------ Data supplied

use std::ops::Range;

use serde::Serialize;

use crate::parsing::inline::RichTextSpan;

/// Destination block types.
#[derive(Debug, Clone, Copy, PartialEq, Eq, Serialize)]
#[serde(rename_all = "snake_case")]
pub enum BlockType {
    Paragraph,
    #[serde(rename = "heading_1")]
    Heading1,
    #[serde(rename = "heading_2")]
    Heading2,
    #[serde(rename = "heading_3")]
    Heading3,
    BulletedListItem,
    NumberedListItem,
    ToDo,
    Toggle,
    Quote,
    Callout,
    Code,
    Equation,
    Divider,
    Image,
    Video,
    Audio,
    File,
    Bookmark,
    Table,
    TableRow,
}

impl BlockType {
    pub fn as_str(self) -> &'static str {
        match self {
            BlockType::Paragraph => "paragraph",
            BlockType::Heading1 => "heading_1",
            BlockType::Heading2 => "heading_2",
            BlockType::Heading3 => "heading_3",
            BlockType::BulletedListItem => "bulleted_list_item",
            BlockType::NumberedListItem => "numbered_list_item",
            BlockType::ToDo => "to_do",
            BlockType::Toggle => "toggle",
            BlockType::Quote => "quote",
            BlockType::Callout => "callout",
            BlockType::Code => "code",
            BlockType::Equation => "equation",
            BlockType::Divider => "divider",
            BlockType::Image => "image",
            BlockType::Video => "video",
            BlockType::Audio => "audio",
            BlockType::File => "file",
            BlockType::Bookmark => "bookmark",
            BlockType::Table => "table",
            BlockType::TableRow => "table_row",
        }
    }

    pub fn heading(level: u8) -> Self {
        match level {
            1 => BlockType::Heading1,
            2 => BlockType::Heading2,
            _ => BlockType::Heading3,
        }
    }

    /// Types whose text lives in `rich_text`.
    pub fn is_text_bearing(self) -> bool {
        matches!(
            self,
            BlockType::Paragraph
                | BlockType::Heading1
                | BlockType::Heading2
                | BlockType::Heading3
                | BlockType::BulletedListItem
                | BlockType::NumberedListItem
                | BlockType::ToDo
                | BlockType::Toggle
                | BlockType::Quote
                | BlockType::Callout
                | BlockType::Code
        )
    }
}

/// Type-specific block data beyond `rich_text`.
#[derive(Debug, Clone, PartialEq, Serialize)]
#[serde(rename_all = "snake_case", tag = "kind")]
pub enum Payload {
    None,
    Heading { is_toggleable: bool },
    ToDo { checked: bool },
    Callout { icon: String, color: String },
    Code { language: String },
    Equation { expression: String },
    Media { url: String, caption: Vec<RichTextSpan> },
    Bookmark { url: String, caption: Vec<RichTextSpan> },
    Table { width: usize, has_column_header: bool },
    TableRow { cells: Vec<Vec<RichTextSpan>> },
}

/// One block in the destination representation.
#[derive(Debug, Clone, PartialEq, Serialize)]
pub struct FormattedBlock {
    #[serde(rename = "type")]
    pub block_type: BlockType,
    pub payload: Payload,
    #[serde(skip_serializing_if = "Vec::is_empty")]
    pub rich_text: Vec<RichTextSpan>,
    #[serde(skip_serializing_if = "Vec::is_empty")]
    pub children: Vec<FormattedBlock>,
}

impl FormattedBlock {
    pub fn new(block_type: BlockType, payload: Payload) -> Self {
        Self {
            block_type,
            payload,
            rich_text: Vec::new(),
            children: Vec::new(),
        }
    }

    pub fn with_text(mut self, rich_text: Vec<RichTextSpan>) -> Self {
        self.rich_text = rich_text;
        self
    }

    /// This block plus all descendants.
    pub fn flattened_count(&self) -> usize {
        1 + self.children.iter().map(Self::flattened_count).sum::<usize>()
    }

    /// Every span carried by the block: text, captions and table cells.
    pub fn spans(&self) -> impl Iterator<Item = &RichTextSpan> {
        let extra: Box<dyn Iterator<Item = &RichTextSpan>> = match &self.payload {
            Payload::Media { caption, .. } | Payload::Bookmark { caption, .. } => {
                Box::new(caption.iter())
            }
            Payload::TableRow { cells } => Box::new(cells.iter().flatten()),
            _ => Box::new(std::iter::empty()),
        };
        self.rich_text.iter().chain(extra)
    }

    pub(crate) fn spans_mut(&mut self) -> Vec<&mut Vec<RichTextSpan>> {
        let mut lists = vec![&mut self.rich_text];
        match &mut self.payload {
            Payload::Media { caption, .. } | Payload::Bookmark { caption, .. } => lists.push(caption),
            Payload::TableRow { cells } => lists.extend(cells.iter_mut()),
            _ => {}
        }
        lists
    }
}

/// The limit a block breaks.
#[derive(Debug, Clone, Copy, PartialEq, Eq, Serialize)]
#[serde(rename_all = "snake_case", tag = "limit")]
pub enum Limit {
    RichTextLength { actual: usize, max: usize },
    BlockCount { actual: usize, max: usize },
    NestingDepth { actual: usize, max: usize },
    EquationLength { actual: usize, max: usize },
    TableWidth { actual: usize, expected: usize },
    EmptyBlock,
}

/// What the formatter does, or would do, about a violation.
#[derive(Debug, Clone, Copy, PartialEq, Eq, Serialize)]
#[serde(rename_all = "snake_case")]
pub enum Remediation {
    /// Content divided into consecutive spans, blocks or chunks.
    Split,
    /// Descendants lifted to siblings at the deepest allowed level.
    Flatten,
    /// Short table rows padded with empty cells.
    Pad,
    DropIfEmpty,
    /// Cannot be fixed without losing content; the caller decides.
    None,
}

#[derive(Debug, Clone, PartialEq, Serialize)]
pub struct Violation {
    /// Child indexes from the top-level list down to the offending block;
    /// empty for whole-set violations.
    pub path: Vec<usize>,
    pub block_type: Option<BlockType>,
    pub limit: Limit,
    pub remediation: Remediation,
}

#[derive(Debug, Clone, PartialEq, Serialize)]
pub struct ValidationResult {
    pub is_valid: bool,
    pub blocks: Vec<FormattedBlock>,
    pub violations: Vec<Violation>,
}

/// Formatter output: blocks, request chunks and what was changed.
#[derive(Debug, Clone, PartialEq, Serialize)]
pub struct FormattedDocument {
    pub blocks: Vec<FormattedBlock>,
    /// Top-level index ranges, one per write request.
    pub chunks: Vec<Range<usize>>,
    pub remediations: Vec<Violation>,
}

impl FormattedDocument {
    pub fn chunk(&self, i: usize) -> Option<&[FormattedBlock]> {
        self.chunks.get(i).map(|r| &self.blocks[r.clone()])
    }

    pub fn chunk_slices(&self) -> impl Iterator<Item = &[FormattedBlock]> {
        self.chunks.iter().map(|r| &self.blocks[r.clone()])
    }

    pub fn total_blocks(&self) -> usize {
        self.blocks.iter().map(FormattedBlock::flattened_count).sum()
    }
}
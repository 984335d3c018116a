//! Line-level constructs, each owning its delimiter knowledge.

mod block_quote;
mod callout;
mod code_fence;
mod divider;
mod equation;
mod heading;
mod list_marker;
mod media_line;
mod table_row;
mod toggle;

pub use block_quote::BlockQuote;
pub use callout::{Admonition, Aside};
pub use code_fence::{CodeFence, FenceKind, FenceSig};
pub use divider::Divider;
pub use equation::Equation;
pub use heading::Heading;
pub use list_marker::ListMarker;
pub use media_line::MediaLine;
pub use table_row::TableRow;
pub use toggle::ToggleMarker;
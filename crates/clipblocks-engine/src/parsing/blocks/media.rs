use crate::{
    ast::{AstNode, MediaKind, MediaMeta, NodeKind},
    classify::url::media_kind,
    parsing::lexer::{TokenKind, TokenStream},
};

pub fn claims(stream: &TokenStream) -> bool {
    stream.peek().is_some_and(|tok| {
        matches!(tok.kind, TokenKind::Image { .. } | TokenKind::LinkLine { .. })
    })
}

/// Images always become image blocks; a lone link becomes embedded media
/// when its URL points at media, and a bookmark otherwise.
pub fn parse(stream: &mut TokenStream) -> Option<AstNode> {
    let tok = stream.next()?;
    let node = match tok.kind {
        TokenKind::Image { alt, url } => media(MediaKind::Image, url, alt),
        TokenKind::LinkLine { title, url } => match media_kind(&url) {
            Some(kind) => media(kind, url, title.unwrap_or_default()),
            None => AstNode::new(NodeKind::Bookmark { url, title }, ""),
        },
        _ => return None,
    };
    Some(node)
}

fn media(kind: MediaKind, url: String, caption: String) -> AstNode {
    let caption = caption.trim();
    let meta = MediaMeta {
        kind,
        url,
        caption: (!caption.is_empty()).then(|| caption.to_string()),
    };
    AstNode::new(NodeKind::Media(meta), caption)
}
/// ATX heading marker (`#` to `######`).
pub struct Heading;

impl Heading {
    pub const MARKER: u8 = b'#';
    pub const MAX_LEVEL: usize = 6;

    /// Returns the source level (1..=6) and heading text.
    pub fn parse(rest: &str) -> Option<(u8, &str)> {
        let level = rest.bytes().take_while(|&b| b == Self::MARKER).count();
        if level == 0 || level > Self::MAX_LEVEL {
            return None;
        }
        let after = &rest[level..];
        if !after.is_empty() && !after.starts_with([' ', '\t']) {
            return None;
        }
        let text = after.trim();
        // closing sequence: `## Title ##`
        let stripped = text.trim_end_matches('#');
        let text = if stripped.len() < text.len() && (stripped.is_empty() || stripped.ends_with(' ')) {
            stripped.trim_end()
        } else {
            text
        };
        Some((level as u8, text))
    }
}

------------

Every line of the material that holds "parse" should be copied out as the answer.

pub fn parse(stream: &mut TokenStream) -> Option<AstNode> {
    pub fn parse(rest: &str) -> Option<(u8, &str)> {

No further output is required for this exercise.